Chaque image me raconte une histoire, tranquillement tragique, calmement déchirée. Le flou, des femmes comme noyées aux portraits de marbre fêlé comme de paisibles chaos en écho,
le desespoir d'un matelas foulé, le froissé intelligible d'un drap posé, l'eau de ton regard lourde comme un secret,
l'algue verte sur un visage fatigué,
des sièges desertiques, des pays vides habités, et vice et versa, aux arbres en ombre rapportées, le fané d'une rose poudrée, et les ombres. L'arête, et la tête d'un animal mort, le quotidien fendu sous la loupe de ton viseur.
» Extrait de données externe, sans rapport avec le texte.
//! Error types for quire.

use thiserror::Error;

/// Result type alias using quire's Error type.
pub type Result<T> = std::result::Result<T, Error>;

/// Core error type for quire operations.
#[derive(Error, Debug)]
pub enum Error {
    /// Database operation failed (wraps sqlx::Error)
    #[error("Database error: {0}")]
    Database(#[from] sqlx::Error),

    /// Resource not found
    #[error("Not found: {0}")]
    NotFound(String),

    /// Invalid input (malformed import payload, bad column definition, ...)
    #[error("Invalid input: {0}")]
    InvalidInput(String),

    /// Text generation failed (network, auth, quota, timeout)
    #[error("Inference error: {0}")]
    Inference(String),

    /// Serialization/deserialization error
    #[error("Serialization error: {0}")]
    Serialization(String),

    /// Configuration error
    #[error("Configuration error: {0}")]
    Config(String),

    /// HTTP/network request failed
    #[error("Request error: {0}")]
    Request(String),

    /// Internal error
    #[error("Internal error: {0}")]
    Internal(String),
}

impl Error {
    /// Shorthand for a missing database.
    pub fn database_not_found(id: &str) -> Self {
        Error::NotFound(format!("Database {} not found", id))
    }

    /// Shorthand for a missing page.
    pub fn page_not_found(id: &str) -> Self {
        Error::NotFound(format!("Page {} not found", id))
    }

    /// Shorthand for a missing dashboard.
    pub fn dashboard_not_found(id: &str) -> Self {
        Error::NotFound(format!("Dashboard {} not found", id))
    }
}

impl From<serde_json::Error> for Error {
    fn from(e: serde_json::Error) -> Self {
        Error::Serialization(e.to_string())
    }
}

impl From<reqwest::Error> for Error {
    fn from(e: reqwest::Error) -> Self {
        Error::Request(e.to_string())
    }
}

impl From<csv::Error> for Error {
    fn from(e: csv::Error) -> Self {
        Error::InvalidInput(format!("CSV: {}", e))
    }
}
Un mur de silence où défilent des aimés, j'y vois toujours des absents, enveloppés dans le pourpre, presqu'effacés, le velours d'une joue d'enfant, ta latéralité mal-assise, é-coeurée. Des passants de pluie en coulée de couleur cendrée, la clarté de l'incertitude, voilà ce qui lacère, des plis de pages cornées abîmées, des larmes d'orage, les mains tordues dans des prières païennes pour s'échapper, la mélancolie d'une laverie, l'écorchure d'un pavé, les félures d'un bitume, et les ombres,
Toutes tes images me parlent de moi.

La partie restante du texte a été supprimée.